Ray White New South Wales Chief Auctioneer Alex Pattaro said there was plenty of positivity within the Sydney market.

“We are starting to see a higher number of registered bidders and confidence appears to be making its way into the market,” Mr Pattaro said.

“Sellers have a great opportunity to capitalise on the buyer activity, but we urge sellers to listen to feedback and offers, to align closer to what the market is willing to pay or be prepared to sit for a long time.

“Buyers may be cautious but they are still active and ready to transact if the price is right,” he concluded.

Brisbane and South East Queensland

Ray White Queensland chief auctioneer Gavin Croft said there were mixed results for the south east Queensland market this week.

“Ray White Burleigh Group auctioned 21 properties on Thursday, none of which met reserve but 60 per cent were sold under the hammer, and there was bidding on 80 per cent of properties,” Mr Croft said.
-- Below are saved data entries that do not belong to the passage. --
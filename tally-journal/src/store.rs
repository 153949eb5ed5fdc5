use std::collections::HashSet;

use async_trait::async_trait;

use crate::Account;
use crate::AccountCode;
use crate::CalibrationModel;
use crate::Confirmation;
use crate::EmbeddingMemoryRecord;
use crate::ExportRecord;
use crate::JournalEntry;
use crate::JournalEntryId;
use crate::ModelVersionId;
use crate::RetrainEvent;
use crate::RuleCandidate;
use crate::RuleVersion;
use crate::RuleVersionId;
use crate::StorageError;
use crate::TenantId;
use crate::TenantSettings;
use crate::Transaction;
use crate::TxnId;

pub type StoreResult<T> = Result<T, StorageError>;

#[derive(Debug, Clone, Copy, PartialEq, Eq)]
pub enum ConditionalInsert {
    Inserted,
    Duplicate,
}

/// Persistent entity CRUD required by the core. Implementations must make
/// `insert_export_record_if_absent` and `compare_and_swap_pointer` atomic;
/// everything else is plain keyed access.
#[async_trait]
pub trait Store: Send + Sync {
    // Transactions — created by ingestion, immutable afterwards.
    async fn insert_transaction(&self, txn: Transaction) -> StoreResult<()>;
    async fn transaction(&self, tenant: &TenantId, txn_id: &TxnId)
    -> StoreResult<Option<Transaction>>;
    async fn list_transactions(&self, tenant: &TenantId) -> StoreResult<Vec<Transaction>>;
    async fn known_dedupe_keys(&self, tenant: &TenantId) -> StoreResult<HashSet<String>>;

    // Chart of accounts.
    async fn upsert_account(&self, account: Account) -> StoreResult<()>;
    async fn account(&self, tenant: &TenantId, code: &AccountCode) -> StoreResult<Option<Account>>;
    async fn list_accounts(&self, tenant: &TenantId) -> StoreResult<Vec<Account>>;

    // Journal entries.
    async fn put_journal_entry(&self, entry: JournalEntry) -> StoreResult<()>;
    async fn journal_entry(
        &self,
        tenant: &TenantId,
        je_id: &JournalEntryId,
    ) -> StoreResult<Option<JournalEntry>>;
    async fn list_journal_entries(&self, tenant: &TenantId) -> StoreResult<Vec<JournalEntry>>;
    /// Posted line amounts for one account, newest last; feeds the
    /// anomaly band.
    async fn posted_amounts_for_account(
        &self,
        tenant: &TenantId,
        code: &AccountCode,
    ) -> StoreResult<Vec<i64>>;

    // Confirmed vendor -> account labels.
    async fn append_confirmation(&self, confirmation: Confirmation) -> StoreResult<()>;
    /// Most recent confirmations for a vendor, newest first.
    async fn recent_confirmations(
        &self,
        tenant: &TenantId,
        vendor_norm: &str,
        limit: usize,
    ) -> StoreResult<Vec<Confirmation>>;

    // Export idempotency ledger, unique on (tenant, target, external_id).
    async fn insert_export_record_if_absent(
        &self,
        record: ExportRecord,
    ) -> StoreResult<ConditionalInsert>;
    async fn export_record(
        &self,
        tenant: &TenantId,
        target: &str,
        external_id: &str,
    ) -> StoreResult<Option<ExportRecord>>;
    async fn update_export_record(&self, record: ExportRecord) -> StoreResult<()>;

    // Rule candidates keyed by (tenant, vendor_norm, suggested_account).
    async fn rule_candidate(
        &self,
        tenant: &TenantId,
        vendor_norm: &str,
        account: &AccountCode,
    ) -> StoreResult<Option<RuleCandidate>>;
    async fn put_rule_candidate(&self, candidate: RuleCandidate) -> StoreResult<()>;
    async fn list_rule_candidates(&self, tenant: &TenantId) -> StoreResult<Vec<RuleCandidate>>;

    // Rule versions are write-once.
    async fn put_rule_version(&self, version: RuleVersion) -> StoreResult<()>;
    async fn rule_version(
        &self,
        tenant: &TenantId,
        version_id: &RuleVersionId,
    ) -> StoreResult<Option<RuleVersion>>;
    async fn list_rule_versions(&self, tenant: &TenantId) -> StoreResult<Vec<RuleVersion>>;

    // Calibration models, bound to classifier versions.
    async fn put_calibration_model(
        &self,
        tenant: &TenantId,
        model: CalibrationModel,
    ) -> StoreResult<()>;
    async fn calibration_model(
        &self,
        tenant: &TenantId,
        model_version_id: &ModelVersionId,
    ) -> StoreResult<Option<CalibrationModel>>;

    // Embedding memory records.
    async fn append_embedding_record(&self, record: EmbeddingMemoryRecord) -> StoreResult<()>;
    async fn embedding_records(&self, tenant: &TenantId)
    -> StoreResult<Vec<EmbeddingMemoryRecord>>;

    // Retrain history.
    async fn append_retrain_event(&self, event: RetrainEvent) -> StoreResult<()>;
    async fn list_retrain_events(&self, tenant: &TenantId) -> StoreResult<Vec<RetrainEvent>>;

    // Tenant settings.
    async fn tenant_settings(&self, tenant: &TenantId) -> StoreResult<Option<TenantSettings>>;
    async fn put_tenant_settings(
        &self,
        tenant: &TenantId,
        settings: TenantSettings,
    ) -> StoreResult<()>;

    // Versioned pointers (current rule version, current model). Readers
    // observe either the old or the new value, never a partial state.
    async fn current_pointer(&self, tenant: &TenantId, name: &str) -> StoreResult<Option<String>>;
    /// Returns `false` when the expectation no longer holds (lost race);
    /// callers retry once and then surface a `ConcurrencyError`.
    async fn compare_and_swap_pointer(
        &self,
        tenant: &TenantId,
        name: &str,
        expected: Option<&str>,
        new: &str,
    ) -> StoreResult<bool>;
}

/// Content-addressed artifact storage for model blobs and rule-version
/// serializations.
#[async_trait]
pub trait BlobStore: Send + Sync {
    /// Stores the bytes and returns their SHA-256 content hash.
    async fn put(&self, bytes: Vec<u8>) -> StoreResult<String>;
    async fn get(&self, content_hash: &str) -> StoreResult<Option<Vec<u8>>>;
}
“This just shows that we have the buyers and we are able to showcase the market and help sellers make accurate decisions in relation to the market,”

“Some properties are still really bucking the trend, and are being hotly contested. A beautifully presented family home in a good position will garner plenty of interest,” he said.

Adelaide

Ray White South Australia chief auctioneer John Morris said while scheduled auction numbers were down, the leading group continued to dominate, calling 40 per cent of auctions across the state.

“Bidder numbers remain strong and steady, with an average of 5.6 registered bidders and three of those are partaking in the action,”

“Agents who are recommending the auction process to clients are rewarding them with fewer days on market and the certainty that the unconditional auction contract brings,”

“Auction should definitely be a strong consideration when taking your property to market, and no other company understands the auction process quite like Ray White,” he said.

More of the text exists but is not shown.